══ Source material ══

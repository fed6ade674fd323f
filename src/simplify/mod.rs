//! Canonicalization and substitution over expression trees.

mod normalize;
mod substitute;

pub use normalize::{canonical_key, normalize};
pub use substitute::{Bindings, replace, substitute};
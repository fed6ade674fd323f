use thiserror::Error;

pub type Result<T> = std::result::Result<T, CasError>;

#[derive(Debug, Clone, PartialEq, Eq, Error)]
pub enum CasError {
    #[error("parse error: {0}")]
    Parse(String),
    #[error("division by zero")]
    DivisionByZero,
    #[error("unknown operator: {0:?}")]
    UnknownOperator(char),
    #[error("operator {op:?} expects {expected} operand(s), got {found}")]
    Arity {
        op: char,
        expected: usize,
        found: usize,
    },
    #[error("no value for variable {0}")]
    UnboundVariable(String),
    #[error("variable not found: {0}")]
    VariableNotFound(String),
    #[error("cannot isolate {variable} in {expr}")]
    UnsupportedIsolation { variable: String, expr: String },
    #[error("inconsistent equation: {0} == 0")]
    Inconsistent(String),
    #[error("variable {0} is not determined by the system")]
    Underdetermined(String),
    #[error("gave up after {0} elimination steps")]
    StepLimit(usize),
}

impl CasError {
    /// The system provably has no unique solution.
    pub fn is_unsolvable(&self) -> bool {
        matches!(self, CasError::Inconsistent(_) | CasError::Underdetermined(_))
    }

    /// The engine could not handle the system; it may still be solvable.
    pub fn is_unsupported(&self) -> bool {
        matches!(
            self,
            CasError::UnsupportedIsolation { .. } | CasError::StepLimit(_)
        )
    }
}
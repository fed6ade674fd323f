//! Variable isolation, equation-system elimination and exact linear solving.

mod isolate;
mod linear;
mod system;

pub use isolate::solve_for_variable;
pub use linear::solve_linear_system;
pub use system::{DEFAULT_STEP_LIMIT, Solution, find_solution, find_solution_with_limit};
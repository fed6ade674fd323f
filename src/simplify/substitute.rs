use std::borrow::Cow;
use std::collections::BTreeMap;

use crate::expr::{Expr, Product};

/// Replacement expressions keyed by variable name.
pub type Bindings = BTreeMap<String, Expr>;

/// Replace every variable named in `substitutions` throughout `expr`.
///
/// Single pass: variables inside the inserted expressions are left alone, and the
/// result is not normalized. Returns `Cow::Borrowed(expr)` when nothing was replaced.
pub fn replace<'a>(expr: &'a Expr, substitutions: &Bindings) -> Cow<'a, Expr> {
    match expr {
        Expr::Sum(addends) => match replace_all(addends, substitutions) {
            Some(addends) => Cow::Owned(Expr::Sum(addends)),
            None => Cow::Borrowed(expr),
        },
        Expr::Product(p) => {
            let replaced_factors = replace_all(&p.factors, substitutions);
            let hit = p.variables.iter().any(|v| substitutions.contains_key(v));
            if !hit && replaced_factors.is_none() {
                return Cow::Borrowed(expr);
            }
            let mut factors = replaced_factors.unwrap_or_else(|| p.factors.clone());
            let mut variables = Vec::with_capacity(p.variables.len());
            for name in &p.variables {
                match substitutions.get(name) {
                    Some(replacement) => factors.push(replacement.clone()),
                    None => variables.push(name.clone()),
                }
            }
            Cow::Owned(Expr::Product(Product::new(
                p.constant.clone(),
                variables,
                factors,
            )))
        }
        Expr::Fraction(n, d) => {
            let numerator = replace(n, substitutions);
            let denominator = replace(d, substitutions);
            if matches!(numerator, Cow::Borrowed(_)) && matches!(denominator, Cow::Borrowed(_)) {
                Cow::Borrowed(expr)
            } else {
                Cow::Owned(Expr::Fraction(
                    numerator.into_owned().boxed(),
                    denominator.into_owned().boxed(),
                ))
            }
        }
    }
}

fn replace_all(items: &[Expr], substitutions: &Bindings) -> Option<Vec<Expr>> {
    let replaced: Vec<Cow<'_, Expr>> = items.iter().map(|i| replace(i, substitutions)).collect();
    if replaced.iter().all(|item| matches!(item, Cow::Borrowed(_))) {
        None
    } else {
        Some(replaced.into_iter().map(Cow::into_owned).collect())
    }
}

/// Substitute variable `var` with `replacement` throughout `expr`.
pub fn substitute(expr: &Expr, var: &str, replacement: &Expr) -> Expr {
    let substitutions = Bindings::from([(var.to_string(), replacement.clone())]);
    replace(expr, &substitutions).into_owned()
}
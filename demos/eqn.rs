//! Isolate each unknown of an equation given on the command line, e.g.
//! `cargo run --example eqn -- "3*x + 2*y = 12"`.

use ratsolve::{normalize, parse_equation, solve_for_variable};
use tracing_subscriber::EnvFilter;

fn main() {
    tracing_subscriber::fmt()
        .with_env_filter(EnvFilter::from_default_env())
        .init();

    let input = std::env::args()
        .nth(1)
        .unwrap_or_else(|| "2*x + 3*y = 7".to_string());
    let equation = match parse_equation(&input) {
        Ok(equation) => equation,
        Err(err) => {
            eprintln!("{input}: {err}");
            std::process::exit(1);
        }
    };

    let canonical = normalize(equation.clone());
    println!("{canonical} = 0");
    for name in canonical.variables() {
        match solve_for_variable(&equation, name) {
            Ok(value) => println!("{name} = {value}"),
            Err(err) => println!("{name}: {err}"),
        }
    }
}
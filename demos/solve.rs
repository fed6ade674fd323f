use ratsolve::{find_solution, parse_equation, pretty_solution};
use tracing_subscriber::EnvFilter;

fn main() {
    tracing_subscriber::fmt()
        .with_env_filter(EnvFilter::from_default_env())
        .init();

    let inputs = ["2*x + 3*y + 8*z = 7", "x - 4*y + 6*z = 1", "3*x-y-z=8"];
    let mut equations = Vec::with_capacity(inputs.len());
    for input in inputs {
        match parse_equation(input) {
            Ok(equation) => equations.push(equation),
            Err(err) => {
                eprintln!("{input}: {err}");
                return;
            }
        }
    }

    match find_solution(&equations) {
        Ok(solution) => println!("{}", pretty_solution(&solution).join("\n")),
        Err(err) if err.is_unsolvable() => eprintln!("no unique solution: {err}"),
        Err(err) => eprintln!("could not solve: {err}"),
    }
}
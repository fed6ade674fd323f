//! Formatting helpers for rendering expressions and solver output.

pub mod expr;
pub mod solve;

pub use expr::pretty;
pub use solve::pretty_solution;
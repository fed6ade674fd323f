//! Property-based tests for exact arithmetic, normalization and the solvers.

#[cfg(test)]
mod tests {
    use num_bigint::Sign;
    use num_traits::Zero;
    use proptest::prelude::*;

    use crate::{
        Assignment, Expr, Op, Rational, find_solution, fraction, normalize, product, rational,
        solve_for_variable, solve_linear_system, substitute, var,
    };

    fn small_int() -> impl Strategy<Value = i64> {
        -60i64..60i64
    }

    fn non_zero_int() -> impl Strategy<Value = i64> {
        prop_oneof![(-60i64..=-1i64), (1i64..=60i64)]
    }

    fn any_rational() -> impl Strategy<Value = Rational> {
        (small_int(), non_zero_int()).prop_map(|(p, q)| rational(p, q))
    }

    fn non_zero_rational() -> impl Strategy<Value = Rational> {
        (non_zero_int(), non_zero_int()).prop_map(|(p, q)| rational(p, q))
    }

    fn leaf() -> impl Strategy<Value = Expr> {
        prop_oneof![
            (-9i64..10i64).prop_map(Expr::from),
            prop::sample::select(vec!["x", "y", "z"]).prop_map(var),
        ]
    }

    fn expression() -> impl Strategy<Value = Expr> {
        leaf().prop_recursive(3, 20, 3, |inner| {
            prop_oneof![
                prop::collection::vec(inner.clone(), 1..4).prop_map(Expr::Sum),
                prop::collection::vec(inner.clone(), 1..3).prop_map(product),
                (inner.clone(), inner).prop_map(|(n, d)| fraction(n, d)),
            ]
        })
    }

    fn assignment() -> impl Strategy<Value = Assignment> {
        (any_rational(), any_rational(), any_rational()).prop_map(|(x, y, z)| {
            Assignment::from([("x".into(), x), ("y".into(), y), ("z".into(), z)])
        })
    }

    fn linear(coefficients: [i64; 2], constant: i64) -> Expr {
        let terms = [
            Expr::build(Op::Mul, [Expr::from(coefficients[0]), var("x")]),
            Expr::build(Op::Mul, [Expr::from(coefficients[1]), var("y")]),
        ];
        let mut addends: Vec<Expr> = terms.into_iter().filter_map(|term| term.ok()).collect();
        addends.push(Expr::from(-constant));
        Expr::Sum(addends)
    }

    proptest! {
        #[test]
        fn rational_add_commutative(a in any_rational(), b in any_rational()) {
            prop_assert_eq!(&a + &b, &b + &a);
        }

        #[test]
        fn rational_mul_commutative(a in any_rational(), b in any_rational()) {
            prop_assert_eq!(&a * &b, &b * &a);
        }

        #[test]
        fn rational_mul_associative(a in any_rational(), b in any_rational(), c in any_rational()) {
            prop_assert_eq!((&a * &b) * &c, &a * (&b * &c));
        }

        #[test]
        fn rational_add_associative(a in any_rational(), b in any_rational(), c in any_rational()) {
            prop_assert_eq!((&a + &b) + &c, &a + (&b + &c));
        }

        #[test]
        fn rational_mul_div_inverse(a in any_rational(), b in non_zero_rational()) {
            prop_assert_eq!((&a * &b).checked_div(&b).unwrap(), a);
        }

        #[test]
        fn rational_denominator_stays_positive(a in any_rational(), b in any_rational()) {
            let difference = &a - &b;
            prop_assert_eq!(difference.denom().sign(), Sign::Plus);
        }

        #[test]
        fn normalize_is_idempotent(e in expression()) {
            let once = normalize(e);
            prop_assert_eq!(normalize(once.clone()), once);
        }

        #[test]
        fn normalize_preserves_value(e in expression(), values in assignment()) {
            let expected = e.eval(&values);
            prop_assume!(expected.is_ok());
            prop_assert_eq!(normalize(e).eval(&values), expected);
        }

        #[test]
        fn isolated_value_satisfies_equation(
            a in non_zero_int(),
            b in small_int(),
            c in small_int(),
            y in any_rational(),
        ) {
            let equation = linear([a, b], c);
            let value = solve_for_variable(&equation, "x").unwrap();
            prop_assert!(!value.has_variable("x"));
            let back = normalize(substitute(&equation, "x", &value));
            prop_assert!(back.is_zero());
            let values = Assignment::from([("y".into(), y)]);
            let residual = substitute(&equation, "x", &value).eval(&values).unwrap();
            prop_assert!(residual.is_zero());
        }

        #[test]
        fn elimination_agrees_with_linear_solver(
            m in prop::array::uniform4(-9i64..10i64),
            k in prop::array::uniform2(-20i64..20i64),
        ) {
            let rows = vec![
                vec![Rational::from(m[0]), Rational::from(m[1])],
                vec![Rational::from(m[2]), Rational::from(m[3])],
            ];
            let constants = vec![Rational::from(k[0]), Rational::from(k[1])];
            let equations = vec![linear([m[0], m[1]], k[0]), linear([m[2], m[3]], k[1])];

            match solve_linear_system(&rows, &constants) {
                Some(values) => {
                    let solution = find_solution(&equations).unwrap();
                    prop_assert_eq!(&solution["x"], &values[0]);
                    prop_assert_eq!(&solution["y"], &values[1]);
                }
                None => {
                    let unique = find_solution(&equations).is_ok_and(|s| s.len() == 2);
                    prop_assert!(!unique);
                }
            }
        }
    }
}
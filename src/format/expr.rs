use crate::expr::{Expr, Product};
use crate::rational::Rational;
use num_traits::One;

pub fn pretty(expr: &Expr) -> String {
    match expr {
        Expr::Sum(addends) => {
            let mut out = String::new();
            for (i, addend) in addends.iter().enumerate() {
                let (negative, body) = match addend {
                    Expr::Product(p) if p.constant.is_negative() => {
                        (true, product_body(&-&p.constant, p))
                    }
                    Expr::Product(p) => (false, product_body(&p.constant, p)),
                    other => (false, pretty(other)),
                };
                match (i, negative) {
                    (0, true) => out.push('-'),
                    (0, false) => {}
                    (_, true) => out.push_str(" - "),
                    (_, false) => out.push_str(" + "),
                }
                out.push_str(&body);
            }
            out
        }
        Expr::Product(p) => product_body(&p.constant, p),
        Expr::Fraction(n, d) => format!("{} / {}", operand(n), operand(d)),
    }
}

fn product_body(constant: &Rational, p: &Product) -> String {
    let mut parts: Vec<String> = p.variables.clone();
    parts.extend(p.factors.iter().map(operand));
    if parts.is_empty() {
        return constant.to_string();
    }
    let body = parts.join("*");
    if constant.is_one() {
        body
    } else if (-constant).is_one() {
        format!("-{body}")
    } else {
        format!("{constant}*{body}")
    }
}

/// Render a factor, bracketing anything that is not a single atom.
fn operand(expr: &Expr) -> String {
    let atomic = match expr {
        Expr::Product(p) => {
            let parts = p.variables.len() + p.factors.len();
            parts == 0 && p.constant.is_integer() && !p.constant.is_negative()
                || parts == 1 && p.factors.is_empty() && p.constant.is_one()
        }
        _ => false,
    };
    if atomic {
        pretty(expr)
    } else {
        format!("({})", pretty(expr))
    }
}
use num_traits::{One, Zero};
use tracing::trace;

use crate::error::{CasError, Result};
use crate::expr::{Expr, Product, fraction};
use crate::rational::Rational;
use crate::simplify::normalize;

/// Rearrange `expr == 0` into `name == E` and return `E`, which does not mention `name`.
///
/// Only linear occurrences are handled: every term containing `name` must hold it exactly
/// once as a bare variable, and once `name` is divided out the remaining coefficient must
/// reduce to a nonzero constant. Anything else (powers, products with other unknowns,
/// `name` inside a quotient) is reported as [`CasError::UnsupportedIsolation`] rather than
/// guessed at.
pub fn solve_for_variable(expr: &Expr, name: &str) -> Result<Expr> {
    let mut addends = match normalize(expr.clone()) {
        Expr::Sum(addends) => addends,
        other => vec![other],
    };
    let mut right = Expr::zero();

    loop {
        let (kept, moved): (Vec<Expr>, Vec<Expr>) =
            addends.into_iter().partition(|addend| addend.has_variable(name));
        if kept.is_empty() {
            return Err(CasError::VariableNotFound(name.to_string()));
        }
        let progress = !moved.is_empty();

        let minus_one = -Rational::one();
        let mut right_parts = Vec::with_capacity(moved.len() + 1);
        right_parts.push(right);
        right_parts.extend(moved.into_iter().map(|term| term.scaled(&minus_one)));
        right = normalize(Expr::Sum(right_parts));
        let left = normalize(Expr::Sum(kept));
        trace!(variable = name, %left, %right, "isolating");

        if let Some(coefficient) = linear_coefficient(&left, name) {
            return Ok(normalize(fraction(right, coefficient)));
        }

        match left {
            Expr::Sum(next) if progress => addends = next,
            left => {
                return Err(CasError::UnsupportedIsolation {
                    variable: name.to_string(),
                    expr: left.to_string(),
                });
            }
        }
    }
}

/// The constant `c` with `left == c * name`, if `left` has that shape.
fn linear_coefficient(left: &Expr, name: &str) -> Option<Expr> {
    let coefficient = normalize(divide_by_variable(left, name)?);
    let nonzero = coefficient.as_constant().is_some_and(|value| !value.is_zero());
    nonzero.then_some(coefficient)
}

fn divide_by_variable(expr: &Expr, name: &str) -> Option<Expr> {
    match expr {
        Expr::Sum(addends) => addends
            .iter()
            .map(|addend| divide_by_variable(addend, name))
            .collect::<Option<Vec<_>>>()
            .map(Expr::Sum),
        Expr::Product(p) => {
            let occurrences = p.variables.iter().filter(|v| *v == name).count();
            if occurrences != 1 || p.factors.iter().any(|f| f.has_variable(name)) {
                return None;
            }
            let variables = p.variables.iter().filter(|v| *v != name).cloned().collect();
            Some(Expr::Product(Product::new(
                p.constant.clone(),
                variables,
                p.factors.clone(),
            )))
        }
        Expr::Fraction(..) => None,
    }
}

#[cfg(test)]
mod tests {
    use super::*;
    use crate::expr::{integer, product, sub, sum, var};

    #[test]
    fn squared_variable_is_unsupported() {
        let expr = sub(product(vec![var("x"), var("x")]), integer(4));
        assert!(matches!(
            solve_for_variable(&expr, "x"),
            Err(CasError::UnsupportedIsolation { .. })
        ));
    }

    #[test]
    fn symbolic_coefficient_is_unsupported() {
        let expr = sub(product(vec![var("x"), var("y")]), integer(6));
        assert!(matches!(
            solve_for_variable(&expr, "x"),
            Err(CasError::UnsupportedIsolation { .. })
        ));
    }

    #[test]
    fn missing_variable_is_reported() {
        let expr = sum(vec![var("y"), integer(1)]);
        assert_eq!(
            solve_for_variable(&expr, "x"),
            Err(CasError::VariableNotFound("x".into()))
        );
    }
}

═══

**What this task involves**.
Repeat word for word the lines above that run from the line containing "prop_assert_eq!((&a * &b).checked_div(&b).unwrap(), a);" through the line containing "prop_assert_eq!(normalize(e).eval(&values), expected);", both ends included, and nothing else.

**Solution**.
            prop_assert_eq!((&a * &b).checked_div(&b).unwrap(), a);
        }

        #[test]
        fn rational_denominator_stays_positive(a in any_rational(), b in any_rational()) {
            let difference = &a - &b;
            prop_assert_eq!(difference.denom().sign(), Sign::Plus);
        }

        #[test]
        fn normalize_is_idempotent(e in expression()) {
            let once = normalize(e);
            prop_assert_eq!(normalize(once.clone()), once);
        }

        #[test]
        fn normalize_preserves_value(e in expression(), values in assignment()) {
            let expected = e.eval(&values);
            prop_assume!(expected.is_ok());
            prop_assert_eq!(normalize(e).eval(&values), expected);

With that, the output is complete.